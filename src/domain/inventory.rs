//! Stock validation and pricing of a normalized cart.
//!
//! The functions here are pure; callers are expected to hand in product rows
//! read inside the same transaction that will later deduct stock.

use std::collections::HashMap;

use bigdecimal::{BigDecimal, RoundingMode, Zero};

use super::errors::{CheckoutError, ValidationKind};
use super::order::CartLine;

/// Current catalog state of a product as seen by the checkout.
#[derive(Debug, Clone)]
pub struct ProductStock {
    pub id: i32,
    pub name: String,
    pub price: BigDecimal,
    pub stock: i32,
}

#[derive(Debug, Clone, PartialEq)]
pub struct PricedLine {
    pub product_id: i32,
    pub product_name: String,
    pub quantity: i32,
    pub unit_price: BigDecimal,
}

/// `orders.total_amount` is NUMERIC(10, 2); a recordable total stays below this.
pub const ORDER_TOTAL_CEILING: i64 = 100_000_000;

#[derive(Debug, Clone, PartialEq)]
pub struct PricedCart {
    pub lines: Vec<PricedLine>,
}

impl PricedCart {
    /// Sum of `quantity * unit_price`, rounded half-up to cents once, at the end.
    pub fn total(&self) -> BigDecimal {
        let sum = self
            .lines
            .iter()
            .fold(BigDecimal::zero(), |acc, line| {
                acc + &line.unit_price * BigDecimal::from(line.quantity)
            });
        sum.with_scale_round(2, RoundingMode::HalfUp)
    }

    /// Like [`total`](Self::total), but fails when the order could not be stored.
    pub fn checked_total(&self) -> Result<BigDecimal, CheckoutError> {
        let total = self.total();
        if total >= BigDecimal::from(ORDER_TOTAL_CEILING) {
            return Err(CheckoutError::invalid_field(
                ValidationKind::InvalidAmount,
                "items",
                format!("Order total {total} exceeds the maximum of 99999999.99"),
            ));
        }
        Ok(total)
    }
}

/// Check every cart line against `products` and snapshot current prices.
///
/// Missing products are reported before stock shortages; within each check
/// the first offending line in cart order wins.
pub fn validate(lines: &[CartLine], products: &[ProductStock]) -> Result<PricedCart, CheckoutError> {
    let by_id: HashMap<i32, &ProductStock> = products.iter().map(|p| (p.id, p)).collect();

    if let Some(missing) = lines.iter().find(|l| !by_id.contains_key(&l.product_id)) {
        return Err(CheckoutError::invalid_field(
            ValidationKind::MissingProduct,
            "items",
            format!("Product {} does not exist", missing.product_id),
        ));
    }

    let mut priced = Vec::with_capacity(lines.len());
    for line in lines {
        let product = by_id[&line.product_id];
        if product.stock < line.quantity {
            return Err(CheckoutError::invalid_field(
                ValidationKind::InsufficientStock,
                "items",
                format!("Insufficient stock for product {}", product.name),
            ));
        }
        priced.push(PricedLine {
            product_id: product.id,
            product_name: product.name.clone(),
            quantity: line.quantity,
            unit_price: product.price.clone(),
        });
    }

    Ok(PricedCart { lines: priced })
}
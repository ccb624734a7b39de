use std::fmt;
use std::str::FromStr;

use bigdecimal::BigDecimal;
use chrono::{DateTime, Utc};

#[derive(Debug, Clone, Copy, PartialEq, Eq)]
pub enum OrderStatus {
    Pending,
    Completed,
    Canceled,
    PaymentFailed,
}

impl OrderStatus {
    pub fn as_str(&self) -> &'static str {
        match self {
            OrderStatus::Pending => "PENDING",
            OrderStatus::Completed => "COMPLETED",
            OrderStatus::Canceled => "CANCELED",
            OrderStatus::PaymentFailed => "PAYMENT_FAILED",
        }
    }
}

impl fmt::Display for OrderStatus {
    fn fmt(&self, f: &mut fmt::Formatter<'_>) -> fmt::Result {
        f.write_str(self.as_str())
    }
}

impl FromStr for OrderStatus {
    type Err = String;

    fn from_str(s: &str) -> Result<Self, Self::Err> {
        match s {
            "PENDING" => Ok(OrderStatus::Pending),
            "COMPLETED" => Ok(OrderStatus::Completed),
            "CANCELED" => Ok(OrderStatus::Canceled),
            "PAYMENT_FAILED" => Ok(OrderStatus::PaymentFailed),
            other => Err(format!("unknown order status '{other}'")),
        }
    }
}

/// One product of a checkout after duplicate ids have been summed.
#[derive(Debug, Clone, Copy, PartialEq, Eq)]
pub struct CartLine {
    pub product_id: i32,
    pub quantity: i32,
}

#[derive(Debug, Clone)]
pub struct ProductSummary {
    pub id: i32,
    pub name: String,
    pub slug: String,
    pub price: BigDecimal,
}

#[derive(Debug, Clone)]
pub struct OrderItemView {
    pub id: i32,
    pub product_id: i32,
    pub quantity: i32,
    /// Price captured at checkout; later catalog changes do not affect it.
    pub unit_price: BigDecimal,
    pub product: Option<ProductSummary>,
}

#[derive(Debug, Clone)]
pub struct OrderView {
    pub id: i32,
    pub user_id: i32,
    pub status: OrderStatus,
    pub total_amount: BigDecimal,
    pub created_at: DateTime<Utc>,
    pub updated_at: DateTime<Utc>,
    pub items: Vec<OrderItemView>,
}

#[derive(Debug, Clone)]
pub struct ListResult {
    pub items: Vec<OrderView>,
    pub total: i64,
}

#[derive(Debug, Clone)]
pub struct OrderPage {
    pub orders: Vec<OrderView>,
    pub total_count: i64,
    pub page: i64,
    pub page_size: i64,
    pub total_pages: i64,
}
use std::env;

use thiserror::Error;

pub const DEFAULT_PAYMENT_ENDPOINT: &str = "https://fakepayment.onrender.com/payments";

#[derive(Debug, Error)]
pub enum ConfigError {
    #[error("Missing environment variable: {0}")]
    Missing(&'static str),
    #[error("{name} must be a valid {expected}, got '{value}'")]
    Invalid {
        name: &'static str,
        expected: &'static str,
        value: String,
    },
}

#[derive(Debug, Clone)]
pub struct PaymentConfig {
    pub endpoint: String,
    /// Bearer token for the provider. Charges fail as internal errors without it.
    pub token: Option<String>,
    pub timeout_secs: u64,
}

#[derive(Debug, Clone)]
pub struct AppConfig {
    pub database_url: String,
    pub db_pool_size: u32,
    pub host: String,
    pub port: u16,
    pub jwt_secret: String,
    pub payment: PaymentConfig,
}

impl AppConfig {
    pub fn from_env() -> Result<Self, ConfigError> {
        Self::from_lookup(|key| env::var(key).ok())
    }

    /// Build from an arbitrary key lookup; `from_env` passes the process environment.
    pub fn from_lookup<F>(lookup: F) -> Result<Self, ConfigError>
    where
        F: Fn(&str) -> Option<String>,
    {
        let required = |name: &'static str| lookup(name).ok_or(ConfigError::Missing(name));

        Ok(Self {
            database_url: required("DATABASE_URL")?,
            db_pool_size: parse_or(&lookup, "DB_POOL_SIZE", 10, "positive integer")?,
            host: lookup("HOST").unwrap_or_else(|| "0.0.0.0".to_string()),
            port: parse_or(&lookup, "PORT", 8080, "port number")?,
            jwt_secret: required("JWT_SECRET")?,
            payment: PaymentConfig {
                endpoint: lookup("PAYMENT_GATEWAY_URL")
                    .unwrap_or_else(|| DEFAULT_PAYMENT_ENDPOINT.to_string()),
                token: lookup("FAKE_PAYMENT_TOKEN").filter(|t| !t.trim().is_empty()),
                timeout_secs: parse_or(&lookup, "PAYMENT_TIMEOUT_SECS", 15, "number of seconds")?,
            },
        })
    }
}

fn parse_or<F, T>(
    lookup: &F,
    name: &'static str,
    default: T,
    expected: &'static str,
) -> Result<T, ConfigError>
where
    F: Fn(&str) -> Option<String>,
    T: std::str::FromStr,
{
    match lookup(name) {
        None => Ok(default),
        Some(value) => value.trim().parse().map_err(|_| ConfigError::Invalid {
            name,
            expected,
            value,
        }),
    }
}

——

▸ EXERCISE INSTRUCTIONS
The expected output is an exact copy of all the records above.

▸ EXERCISE RESULT
filename src/domain/inventory.rs
//! Stock validation and pricing of a normalized cart.
//!
//! The functions here are pure; callers are expected to hand in product rows
//! read inside the same transaction that will later deduct stock.

use std::collections::HashMap;

use bigdecimal::{BigDecimal, RoundingMode, Zero};

use super::errors::{CheckoutError, ValidationKind};
use super::order::CartLine;

/// Current catalog state of a product as seen by the checkout.
#[derive(Debug, Clone)]
pub struct ProductStock {
    pub id: i32,
    pub name: String,
    pub price: BigDecimal,
    pub stock: i32,
}

#[derive(Debug, Clone, PartialEq)]
pub struct PricedLine {
    pub product_id: i32,
    pub product_name: String,
    pub quantity: i32,
    pub unit_price: BigDecimal,
}

/// `orders.total_amount` is NUMERIC(10, 2); a recordable total stays below this.
pub const ORDER_TOTAL_CEILING: i64 = 100_000_000;

#[derive(Debug, Clone, PartialEq)]
pub struct PricedCart {
    pub lines: Vec<PricedLine>,
}

impl PricedCart {
    /// Sum of `quantity * unit_price`, rounded half-up to cents once, at the end.
    pub fn total(&self) -> BigDecimal {
        let sum = self
            .lines
            .iter()
            .fold(BigDecimal::zero(), |acc, line| {
                acc + &line.unit_price * BigDecimal::from(line.quantity)
            });
        sum.with_scale_round(2, RoundingMode::HalfUp)
    }

    /// Like [`total`](Self::total), but fails when the order could not be stored.
    pub fn checked_total(&self) -> Result<BigDecimal, CheckoutError> {
        let total = self.total();
        if total >= BigDecimal::from(ORDER_TOTAL_CEILING) {
            return Err(CheckoutError::invalid_field(
                ValidationKind::InvalidAmount,
                "items",
                format!("Order total {total} exceeds the maximum of 99999999.99"),
            ));
        }
        Ok(total)
    }
}

/// Check every cart line against `products` and snapshot current prices.
///
/// Missing products are reported before stock shortages; within each check
/// the first offending line in cart order wins.
pub fn validate(lines: &[CartLine], products: &[ProductStock]) -> Result<PricedCart, CheckoutError> {
    let by_id: HashMap<i32, &ProductStock> = products.iter().map(|p| (p.id, p)).collect();

    if let Some(missing) = lines.iter().find(|l| !by_id.contains_key(&l.product_id)) {
        return Err(CheckoutError::invalid_field(
            ValidationKind::MissingProduct,
            "items",
            format!("Product {} does not exist", missing.product_id),
        ));
    }

    let mut priced = Vec::with_capacity(lines.len());
    for line in lines {
        let product = by_id[&line.product_id];
        if product.stock < line.quantity {
            return Err(CheckoutError::invalid_field(
                ValidationKind::InsufficientStock,
                "items",
                format!("Insufficient stock for product {}", product.name),
            ));
        }
        priced.push(PricedLine {
            product_id: product.id,
            product_name: product.name.clone(),
            quantity: line.quantity,
            unit_price: product.price.clone(),
        });
    }

    Ok(PricedCart { lines: priced })
}
repository ccb624734a7b39de
use std::fmt;
use std::str::FromStr;

use bigdecimal::BigDecimal;
use chrono::{DateTime, Utc};

#[derive(Debug, Clone, Copy, PartialEq, Eq)]
pub enum OrderStatus {
    Pending,
    Completed,
    Canceled,
    PaymentFailed,
}

impl OrderStatus {
    pub fn as_str(&self) -> &'static str {
        match self {
            OrderStatus::Pending => "PENDING",
            OrderStatus::Completed => "COMPLETED",
            OrderStatus::Canceled => "CANCELED",
            OrderStatus::PaymentFailed => "PAYMENT_FAILED",
        }
    }
}

impl fmt::Display for OrderStatus {
    fn fmt(&self, f: &mut fmt::Formatter<'_>) -> fmt::Result {
        f.write_str(self.as_str())
    }
}

impl FromStr for OrderStatus {
    type Err = String;

    fn from_str(s: &str) -> Result<Self, Self::Err> {
        match s {
            "PENDING" => Ok(OrderStatus::Pending),
            "COMPLETED" => Ok(OrderStatus::Completed),
            "CANCELED" => Ok(OrderStatus::Canceled),
            "PAYMENT_FAILED" => Ok(OrderStatus::PaymentFailed),
            other => Err(format!("unknown order status '{other}'")),
        }
    }
}

/// One product of a checkout after duplicate ids have been summed.
#[derive(Debug, Clone, Copy, PartialEq, Eq)]
pub struct CartLine {
    pub product_id: i32,
    pub quantity: i32,
}

#[derive(Debug, Clone)]
pub struct ProductSummary {
    pub id: i32,
    pub name: String,
    pub slug: String,
    pub price: BigDecimal,
}

#[derive(Debug, Clone)]
pub struct OrderItemView {
    pub id: i32,
    pub product_id: i32,
    pub quantity: i32,
    /// Price captured at checkout; later catalog changes do not affect it.
    pub unit_price: BigDecimal,
    pub product: Option<ProductSummary>,
}

#[derive(Debug, Clone)]
pub struct OrderView {
    pub id: i32,
    pub user_id: i32,
    pub status: OrderStatus,
    pub total_amount: BigDecimal,
    pub created_at: DateTime<Utc>,
    pub updated_at: DateTime<Utc>,
    pub items: Vec<OrderItemView>,
}

#[derive(Debug, Clone)]
pub struct ListResult {
    pub items: Vec<OrderView>,
    pub total: i64,
}

#[derive(Debug, Clone)]
pub struct OrderPage {
    pub orders: Vec<OrderView>,
    pub total_count: i64,
    pub page: i64,
    pub page_size: i64,
    pub total_pages: i64,
}
use std::env;

use thiserror::Error;

pub const DEFAULT_PAYMENT_ENDPOINT: &str = "https://fakepayment.onrender.com/payments";

#[derive(Debug, Error)]
pub enum ConfigError {
    #[error("Missing environment variable: {0}")]
    Missing(&'static str),
    #[error("{name} must be a valid {expected}, got '{value}'")]
    Invalid {
        name: &'static str,
        expected: &'static str,
        value: String,
    },
}

#[derive(Debug, Clone)]
pub struct PaymentConfig {
    pub endpoint: String,
    /// Bearer token for the provider. Charges fail as internal errors without it.
    pub token: Option<String>,
    pub timeout_secs: u64,
}

#[derive(Debug, Clone)]
pub struct AppConfig {
    pub database_url: String,
    pub db_pool_size: u32,
    pub host: String,
    pub port: u16,
    pub jwt_secret: String,
    pub payment: PaymentConfig,
}

impl AppConfig {
    pub fn from_env() -> Result<Self, ConfigError> {
        Self::from_lookup(|key| env::var(key).ok())
    }

    /// Build from an arbitrary key lookup; `from_env` passes the process environment.
    pub fn from_lookup<F>(lookup: F) -> Result<Self, ConfigError>
    where
        F: Fn(&str) -> Option<String>,
    {
        let required = |name: &'static str| lookup(name).ok_or(ConfigError::Missing(name));

        Ok(Self {
            database_url: required("DATABASE_URL")?,
            db_pool_size: parse_or(&lookup, "DB_POOL_SIZE", 10, "positive integer")?,
            host: lookup("HOST").unwrap_or_else(|| "0.0.0.0".to_string()),
            port: parse_or(&lookup, "PORT", 8080, "port number")?,
            jwt_secret: required("JWT_SECRET")?,
            payment: PaymentConfig {
                endpoint: lookup("PAYMENT_GATEWAY_URL")
                    .unwrap_or_else(|| DEFAULT_PAYMENT_ENDPOINT.to_string()),
                token: lookup("FAKE_PAYMENT_TOKEN").filter(|t| !t.trim().is_empty()),
                timeout_secs: parse_or(&lookup, "PAYMENT_TIMEOUT_SECS", 15, "number of seconds")?,
            },
        })
    }
}

fn parse_or<F, T>(
    lookup: &F,
    name: &'static str,
    default: T,
    expected: &'static str,
) -> Result<T, ConfigError>
where
    F: Fn(&str) -> Option<String>,
    T: std::str::FromStr,
{
    match lookup(name) {
        None => Ok(default),
        Some(value) => value.trim().parse().map_err(|_| ConfigError::Invalid {
            name,
            expected,
            value,
        }),
    }
}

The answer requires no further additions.